Singapura | EGINDO.co – Pengamatan klinis awal secara global menunjukkan bahwa varian Omicron COVID-19 mungkin lebih menular dan memiliki risiko infeksi ulang yang lebih tinggi dibandingkan dengan varian virus Delta dan Beta, kata Kementerian Kesehatan (MOH) pada Minggu (5 Desember). .
Artinya, orang yang sudah sembuh dari COVID-19 kemungkinan terinfeksi ulang dengan varian Omicron lebih tinggi,” kata Kemenkes dalam update varian Omicron.
Dengan varian baru yang menyebar secara global, Singapura “harus berharap untuk mendeteksi lebih banyak kasus di perbatasan kami dan, di masa mendatang, juga di dalam komunitas kami”, tambah MOH.
Kementerian mengatakan telah, selama beberapa hari terakhir, meninjau laporan dari Afrika Selatan dan negara-negara lain, dan secara aktif melibatkan para ahli di negara-negara yang terkena dampak untuk mendapatkan informasi langsung.
“Siaran pers ini memperbarui pemahaman kami tentang varian Omicron, meskipun banyak pertanyaan tetap tanpa jawaban yang jelas,” kata Depkes.
VAKSINASI TETAP KUNCI: Depkes
Studi tentang apakah vaksin COVID-19 yang ada efektif terhadap varian baru sedang berlangsung, tetapi “ada pandangan yang muncul di antara para ilmuwan di seluruh dunia bahwa vaksin COVID-19 yang ada masih akan bekerja pada varian Omicron, terutama dalam melindungi orang dari penyakit parah. “, kata Depkes.

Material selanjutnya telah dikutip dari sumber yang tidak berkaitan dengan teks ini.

// SPDX-License-Identifier: MPL-2.0
//! View rendering for the application.
//!
//! The widget's surfaces are stacked as independent layers: the one-time
//! announcement, the bottom-right corner (panel + toggle button), the
//! success banner, and the confetti canvas on top. Layers that are not
//! active are simply not pushed.

use super::Message;
use crate::ui::feedback;
use iced::widget::Stack;
use iced::{Element, Length};

/// Context required to render the application view.
pub struct ViewContext<'a> {
    pub feedback: &'a feedback::State,
}

/// Renders the full window as a stack of widget layers.
pub fn view(ctx: ViewContext<'_>) -> Element<'_, Message> {
    let mut stack = Stack::new().width(Length::Fill).height(Length::Fill);

    if let Some(announcement) = ctx.feedback.view_announcement() {
        stack = stack.push(announcement.map(Message::Feedback));
    }

    stack = stack.push(ctx.feedback.view().map(Message::Feedback));

    if let Some(banner) = ctx.feedback.view_banner() {
        stack = stack.push(banner.map(Message::Feedback));
    }

    // Topmost layer; the canvas never handles events, so clicks fall
    // through to the panel while confetti is still raining.
    if let Some(burst) = ctx.feedback.view_burst() {
        stack = stack.push(burst.map(Message::Feedback));
    }

    stack.into()
}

Kementerian mendesak mereka yang memenuhi syarat untuk divaksinasi atau melakukan booster jabs, dengan mengatakan ada konsensus ilmiah yang kuat bahwa hal itu akan melindungi dari varian COVID-19 yang ada dan yang akan datang.
Mengatasi kekhawatiran mengenai tingkat keparahan jenis virus ini, MOH mengatakan kasus Omicron “sebagian besar menunjukkan gejala ringan, dan sejauh ini tidak ada kematian terkait Omicron yang dilaporkan”.
Gejala umum yang dilaporkan termasuk sakit tenggorokan, kelelahan dan batuk, tambah kementerian.
Adapun laporan bahwa ada lebih banyak rawat inap terkait Omikron di antara orang-orang muda di Afrika Selatan, Depkes mengatakan ini bisa jadi karena tingkat infeksi yang tinggi secara keseluruhan di antara populasi.
Faktor lain bisa jadi adalah pasien yang ada yang dirawat di rumah sakit karena alasan yang tidak terkait dengan COVID-19 dapat dites positif untuk varian tersebut saat berada di rumah sakit.
“Karena itu, masih terlalu dini untuk menyimpulkan tingkat keparahan penyakit ini,” kata Depkes.
“Wabah pertama kali terdeteksi di kota universitas dengan demografi yang lebih muda. Menurut para ahli kesehatan Afrika Selatan, setiap rawat inap untuk demografi ini sejauh ini singkat, sekitar satu hingga dua hari.”
Kementerian mengatakan perlu mengumpulkan lebih banyak informasi tentang orang tua yang terinfeksi varian Omicron untuk menilai apakah itu lebih parah daripada varian Delta.
Kementerian Kesehatan mengatakan penelitian sejauh ini menunjukkan tes cepat antigen, selain tes reaksi berantai polimerase, efektif dalam mendeteksi infeksi COVID-19, termasuk kasus Omicron.
“Oleh karena itu, pengujian tetap menjadi kunci untuk deteksi dini kami dan penahanan awal penularan,” tambah Depkes.
Kementerian juga mengatakan akan “terus berkoordinasi dengan otoritas kesehatan secara global untuk mempelajari dan memahami varian Omicron, sehingga dapat mengembangkan respons terbaik”.
Pembaruan MOH datang setelah dua kasus impor di Singapura diuji “awalnya positif” untuk varian COVID-19 Omicron pada hari Kamis.
Para penumpang diisolasi setelah tiba dari Afrika Selatan dengan penerbangan Singapore Airlines pada 1 Desember, dan tidak memiliki interaksi komunitas, kata kementerian itu pekan lalu.
Keduanya telah divaksinasi lengkap dan memiliki gejala ringan batuk dan tenggorokan gatal.
Depkes saat itu mengatakan bahwa tidak ada bukti penularan komunitas dari kasus-kasus tersebut.